◆ About this task ◆
Which lines in the data below contain the word "trait"? Return each of them.

··········

//! # Cosmological background
//!
//! The thermodynamics pipeline only needs a handful of background quantities as functions of
//! redshift: the Hubble rate and its first two redshift derivatives, the baryon and photon
//! densities, the conformal time and the comoving sound horizon. They are exposed through the
//! [`Background`] trait so that any background solver can drive the pipeline.
//!
//! ## Overview
//!
//! - [`Background`]: the read-only interface consumed by the recombination, reionization and
//!   merge stages,
//! - [`BackgroundPoint`]: one evaluation of the background at a given redshift,
//! - [`lcdm::LcdmBackground`]: a flat ΛCDM model with photons and massless neutrinos, used as
//!   the reference background of the crate and in the tests.
//!
//! ## Units
//!
//! Distances and times are in Mpc (c = 1), rates in 1/Mpc and densities in 1/Mpc² with the
//! normalization `H² = Σ ρ` of a flat universe.
//!
//! ## See also
//!
//! * [`crate::thermodynamics::ThermoContext::new`] – consumes a `&dyn Background`.
use crate::constants::{InvMpc, Mpc, Redshift};
use crate::thermo_errors::ThermoError;

pub mod lcdm;

/// Background quantities at a single redshift.
#[derive(Debug, Clone, Copy, PartialEq)]
pub struct BackgroundPoint {
    /// Scale factor, `a = 1 / (1 + z)`.
    pub a: f64,
    /// Hubble rate `H` in 1/Mpc.
    pub hubble: InvMpc,
    /// `dH/dz` in 1/Mpc.
    pub dhubble_dz: InvMpc,
    /// `d²H/dz²` in 1/Mpc.
    pub d2hubble_dz2: InvMpc,
    /// Baryon density in 1/Mpc².
    pub rho_b: f64,
    /// Photon density in 1/Mpc².
    pub rho_g: f64,
    /// Conformal time `η` in Mpc.
    pub conformal_time: Mpc,
    /// Comoving sound horizon of the photon-baryon fluid in Mpc.
    pub sound_horizon: Mpc,
}

/// Read-only cosmological background.
///
/// Implementors must be shareable between threads; the thermodynamics pipeline itself only
/// borrows the background for the duration of [`crate::thermodynamics::ThermoContext::new`].
pub trait Background: Send + Sync {
    /// Evaluate every background quantity at redshift `z`.
    ///
    /// Return
    /// ----------
    /// * The background point, or [`ThermoError::OutOfRangeQuery`] if `z` is outside the
    ///   range covered by the background.
    fn at_z(&self, z: Redshift) -> Result<BackgroundPoint, ThermoError>;

    /// Hubble rate today, `H0`, in 1/Mpc.
    fn hubble_today(&self) -> InvMpc;

    /// Baryon density parameter today, `Ω_b`.
    fn omega0_b(&self) -> f64;

    /// Hubble rate at redshift `z`, in 1/Mpc.
    ///
    /// The default goes through [`Background::at_z`]; implementors with a closed form should
    /// override it, it is called at every right-hand side evaluation of the recombination ODE.
    fn hubble(&self, z: Redshift) -> Result<InvMpc, ThermoError> {
        Ok(self.at_z(z)?.hubble)
    }
}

··········

◆ Finished exercise ◆
//! [`Background`] trait so that any background solver can drive the pipeline.
pub trait Background: Send + Sync {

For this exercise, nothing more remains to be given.